Global green coffee trade is facing mounting strain as environmental and geopolitical shocks converge. The Trump administration’s “Liberation Day” tariff package, implemented in August 2025, imposes a 50 % duty on Brazilian coffee, which accounts for roughly one third of U.S. imports, nearly 8 million bags annually, forcing buyers to reconsider sourcing strategies and pricing models (reuters.com).
At the same time, supply shocks from severe droughts in Brazil and Vietnam are already pushing raw bean prices higher, reaching record levels that are cascading throughout the supply chain (apnews.com).
These combined pressures are squeezing margins across the value chain. Earlier in 2025, wholesale Arabica prices reached a record US $4.30 per pound, up 100 % from the previous year, driven by reduced yields and logistical bottlenecks amid growing demand, especially as consumption increases in regions like China (marketwatch.com).

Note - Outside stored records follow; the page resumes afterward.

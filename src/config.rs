//! Configuration types for the quote service.
//!
//! Values come from the process environment (optionally seeded from a `.env`
//! file). Parsing goes through a lookup function so tests can supply their
//! own variables without touching the real environment.

use crate::error::{Result, ServiceError};
use crate::scheduler::DailyTime;
use std::time::Duration;
use tracing::debug;

/// Top-level configuration for the quote service.
#[derive(Debug, Clone, Default)]
pub struct ServiceConfig {
    /// Text-generation provider settings.
    pub generator: GeneratorConfig,
    /// HTTP listener settings.
    pub server: ServerConfig,
    /// Shared-secret header enforcement.
    pub auth: AuthConfig,
    /// Recurring generation settings.
    pub schedule: ScheduleConfig,
}

/// How many variants a pool offers for selection.
#[derive(Debug, Clone, Copy, PartialEq, Eq, Default)]
pub enum Variety {
    /// Always use the first entry of the pool.
    #[default]
    Single,
    /// Pick uniformly at random from the whole pool.
    Random,
}

impl std::str::FromStr for Variety {
    type Err = String;

    fn from_str(s: &str) -> std::result::Result<Self, Self::Err> {
        match s.trim().to_ascii_lowercase().as_str() {
            "single" | "fixed" => Ok(Self::Single),
            "random" => Ok(Self::Random),
            other => Err(format!("unknown variety '{other}' (expected single or random)")),
        }
    }
}

/// Text-generation provider configuration.
#[derive(Debug, Clone)]
pub struct GeneratorConfig {
    /// Bearer credential sent to the provider.
    pub api_key: String,
    /// Full chat-completions URL.
    pub endpoint: String,
    /// Model identifier.
    pub model: String,
    /// Maximum tokens to generate.
    pub max_tokens: u32,
    /// Sampling temperature.
    pub temperature: f64,
    /// Timeout for the whole provider request in seconds.
    pub timeout_secs: u64,
    /// Prompt selection strategy.
    pub prompt_variety: Variety,
    /// Fallback selection strategy.
    pub fallback_variety: Variety,
}

impl Default for GeneratorConfig {
    fn default() -> Self {
        Self {
            api_key: String::new(),
            endpoint: "https://api.openai.com/v1/chat/completions".to_owned(),
            model: "gpt-4o-mini".to_owned(),
            max_tokens: 100,
            temperature: 0.8,
            timeout_secs: 30,
            prompt_variety: Variety::Single,
            fallback_variety: Variety::Single,
        }
    }
}

impl GeneratorConfig {
    /// Provider request timeout.
    pub fn timeout(&self) -> Duration {
        Duration::from_secs(self.timeout_secs)
    }
}

/// HTTP listener configuration.
#[derive(Debug, Clone)]
pub struct ServerConfig {
    /// Bind host.
    pub host: String,
    /// Bind port (`0` picks a free port).
    pub port: u16,
}

impl Default for ServerConfig {
    fn default() -> Self {
        Self {
            host: "0.0.0.0".to_owned(),
            port: 8000,
        }
    }
}

/// API-key enforcement for the HTTP surface.
#[derive(Debug, Clone, Default)]
pub struct AuthConfig {
    /// Whether requests must carry the `X-API-Key` header.
    pub enabled: bool,
    /// Expected header value.
    pub api_key: Option<String>,
}

impl AuthConfig {
    /// The key requests must present, or `None` when auth is off.
    pub fn required_key(&self) -> Option<&str> {
        if !self.enabled {
            return None;
        }
        self.api_key.as_deref()
    }
}

/// Recurring generation configuration.
#[derive(Debug, Clone)]
pub struct ScheduleConfig {
    /// Schedule installed at startup.
    pub default: DailyTime,
}

impl Default for ScheduleConfig {
    fn default() -> Self {
        Self {
            default: DailyTime::DEFAULT,
        }
    }
}

impl ServiceConfig {
    /// Build from the process environment, loading `.env` first when present.
    ///
    /// # Errors
    ///
    /// Returns [`ServiceError::Config`] if a variable cannot be parsed or the
    /// resulting configuration is invalid.
    pub fn from_env() -> Result<Self> {
        match dotenvy::dotenv() {
            Ok(path) => debug!("loaded environment from {}", path.display()),
            Err(e) if e.not_found() => {}
            Err(e) => return Err(ServiceError::Config(format!("cannot read .env: {e}"))),
        }
        Self::from_lookup(|key| std::env::var(key).ok())
    }

    /// Build from an arbitrary variable lookup.
    ///
    /// Unset or blank variables keep their defaults. Values are trimmed,
    /// except `SERVICE_API_KEY`, which is kept verbatim.
    ///
    /// # Errors
    ///
    /// Returns [`ServiceError::Config`] naming the offending variable.
    pub fn from_lookup<F>(lookup: F) -> Result<Self>
    where
        F: Fn(&str) -> Option<String>,
    {
        let get = |key: &str| {
            lookup(key)
                .map(|v| v.trim().to_owned())
                .filter(|v| !v.is_empty())
        };

        let mut config = Self::default();

        let generator = &mut config.generator;
        if let Some(v) = get("API_KEY") {
            generator.api_key = v;
        }
        if let Some(v) = get("OPENAI_ENDPOINT") {
            generator.endpoint = v;
        }
        if let Some(v) = get("MODEL") {
            generator.model = v;
        }
        if let Some(v) = get("MAX_TOKENS") {
            generator.max_tokens = parse_var("MAX_TOKENS", &v)?;
        }
        if let Some(v) = get("TEMPERATURE") {
            generator.temperature = parse_var("TEMPERATURE", &v)?;
        }
        if let Some(v) = get("GENERATION_TIMEOUT_SECS") {
            generator.timeout_secs = parse_var("GENERATION_TIMEOUT_SECS", &v)?;
        }
        if let Some(v) = get("PROMPT_VARIETY") {
            generator.prompt_variety = parse_var("PROMPT_VARIETY", &v)?;
        }
        if let Some(v) = get("FALLBACK_VARIETY") {
            generator.fallback_variety = parse_var("FALLBACK_VARIETY", &v)?;
        }

        if let Some(v) = get("HOST") {
            config.server.host = v;
        }
        if let Some(v) = get("PORT") {
            config.server.port = parse_var("PORT", &v)?;
        }

        if let Some(v) = get("REQUIRE_API_KEY") {
            config.auth.enabled = parse_bool("REQUIRE_API_KEY", &v)?;
        }
        // Compared byte-for-byte, so only blank values are dropped.
        config.auth.api_key = lookup("SERVICE_API_KEY").filter(|v| !v.trim().is_empty());

        if let Some(v) = get("DEFAULT_SCHEDULE") {
            config.schedule.default = parse_var("DEFAULT_SCHEDULE", &v)?;
        }

        config.validate()?;
        Ok(config)
    }

    /// Check cross-field constraints.
    ///
    /// # Errors
    ///
    /// Returns [`ServiceError::Config`] describing the first violation.
    pub fn validate(&self) -> Result<()> {
        if self.auth.enabled && self.auth.api_key.as_deref().is_none_or(str::is_empty) {
            return Err(ServiceError::Config(
                "REQUIRE_API_KEY is set but SERVICE_API_KEY is empty".to_owned(),
            ));
        }
        if self.generator.timeout_secs == 0 {
            return Err(ServiceError::Config(
                "GENERATION_TIMEOUT_SECS must be greater than zero".to_owned(),
            ));
        }
        if self.generator.endpoint.is_empty() {
            return Err(ServiceError::Config("OPENAI_ENDPOINT is empty".to_owned()));
        }
        Ok(())
    }
}

fn parse_var<T>(key: &str, raw: &str) -> Result<T>
where
    T: std::str::FromStr,
    T::Err: std::fmt::Display,
{
    raw.parse::<T>()
        .map_err(|e| ServiceError::Config(format!("invalid {key} '{raw}': {e}")))
}

fn parse_bool(key: &str, raw: &str) -> Result<bool> {
    match raw.to_ascii_lowercase().as_str() {
        "1" | "true" | "yes" | "on" => Ok(true),
        "0" | "false" | "no" | "off" => Ok(false),
        _ => Err(ServiceError::Config(format!(
            "invalid {key} '{raw}': expected true or false"
        ))),
    }
}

For wholesale buyers and roasters, higher input costs and trade disruptions are prompting urgent reviews of origin strategies.
For green coffee traders, the priority is clear: diversify sourcing, strengthen supplier relationships, and secure flexible contracts to reduce exposure to volatility. Exploring alternative regions such as Central America or Africa and forming direct partnerships with producers can help maintain resilience against market shocks.
By adopting agile, data informed procurement practices today, businesses can safeguard both supply and profitability in the changing global coffee landscape.